What the task asks — Each line of the listing that includes the string "false" needs to be located and copied.

Records supplied —
== Segment start ==

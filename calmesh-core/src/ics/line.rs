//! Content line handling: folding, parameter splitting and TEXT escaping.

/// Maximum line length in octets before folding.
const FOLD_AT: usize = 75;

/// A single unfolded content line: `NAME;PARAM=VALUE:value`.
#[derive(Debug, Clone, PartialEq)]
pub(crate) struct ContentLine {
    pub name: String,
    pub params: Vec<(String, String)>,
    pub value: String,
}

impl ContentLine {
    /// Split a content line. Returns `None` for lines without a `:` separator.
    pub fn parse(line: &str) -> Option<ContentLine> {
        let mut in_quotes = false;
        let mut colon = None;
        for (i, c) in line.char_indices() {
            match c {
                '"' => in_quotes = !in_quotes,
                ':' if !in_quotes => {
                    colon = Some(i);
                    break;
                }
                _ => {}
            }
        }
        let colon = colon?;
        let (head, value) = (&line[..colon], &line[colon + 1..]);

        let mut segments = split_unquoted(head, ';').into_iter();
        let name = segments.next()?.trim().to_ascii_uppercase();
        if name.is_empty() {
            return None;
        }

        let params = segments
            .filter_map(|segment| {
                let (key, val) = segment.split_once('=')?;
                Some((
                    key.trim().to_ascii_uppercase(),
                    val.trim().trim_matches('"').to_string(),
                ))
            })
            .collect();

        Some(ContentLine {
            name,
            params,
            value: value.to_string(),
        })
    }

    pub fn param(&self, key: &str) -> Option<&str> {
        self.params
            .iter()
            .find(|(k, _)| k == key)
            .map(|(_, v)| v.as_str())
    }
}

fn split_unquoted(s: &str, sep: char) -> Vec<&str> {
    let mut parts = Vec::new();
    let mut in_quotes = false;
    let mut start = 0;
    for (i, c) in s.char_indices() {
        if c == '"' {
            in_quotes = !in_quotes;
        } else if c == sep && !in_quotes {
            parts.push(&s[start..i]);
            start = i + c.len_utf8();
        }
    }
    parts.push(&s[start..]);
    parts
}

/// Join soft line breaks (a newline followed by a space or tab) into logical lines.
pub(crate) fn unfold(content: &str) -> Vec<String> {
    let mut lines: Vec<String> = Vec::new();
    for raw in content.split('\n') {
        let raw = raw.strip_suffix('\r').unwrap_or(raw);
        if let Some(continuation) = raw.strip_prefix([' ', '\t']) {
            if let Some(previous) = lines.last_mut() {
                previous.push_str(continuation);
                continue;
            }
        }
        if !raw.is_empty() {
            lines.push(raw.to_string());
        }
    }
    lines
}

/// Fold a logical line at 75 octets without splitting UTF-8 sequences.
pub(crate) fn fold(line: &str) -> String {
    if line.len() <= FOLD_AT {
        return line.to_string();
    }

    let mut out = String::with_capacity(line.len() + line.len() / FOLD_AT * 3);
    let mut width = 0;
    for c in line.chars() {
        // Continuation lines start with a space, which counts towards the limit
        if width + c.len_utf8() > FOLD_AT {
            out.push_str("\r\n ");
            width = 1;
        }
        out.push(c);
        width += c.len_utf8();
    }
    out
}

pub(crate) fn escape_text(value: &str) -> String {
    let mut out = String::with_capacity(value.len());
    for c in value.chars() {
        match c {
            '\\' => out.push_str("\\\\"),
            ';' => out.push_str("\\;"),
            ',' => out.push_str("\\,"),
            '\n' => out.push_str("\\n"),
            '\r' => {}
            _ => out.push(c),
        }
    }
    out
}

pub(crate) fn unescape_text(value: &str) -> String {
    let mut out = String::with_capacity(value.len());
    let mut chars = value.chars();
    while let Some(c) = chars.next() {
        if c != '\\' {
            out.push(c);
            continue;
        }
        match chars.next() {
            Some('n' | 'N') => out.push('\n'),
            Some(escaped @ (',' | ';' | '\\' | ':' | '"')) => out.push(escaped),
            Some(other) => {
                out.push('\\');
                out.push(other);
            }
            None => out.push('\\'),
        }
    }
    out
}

== Segment end ==

Response for this exercise —
        let mut in_quotes = false;
    let mut in_quotes = false;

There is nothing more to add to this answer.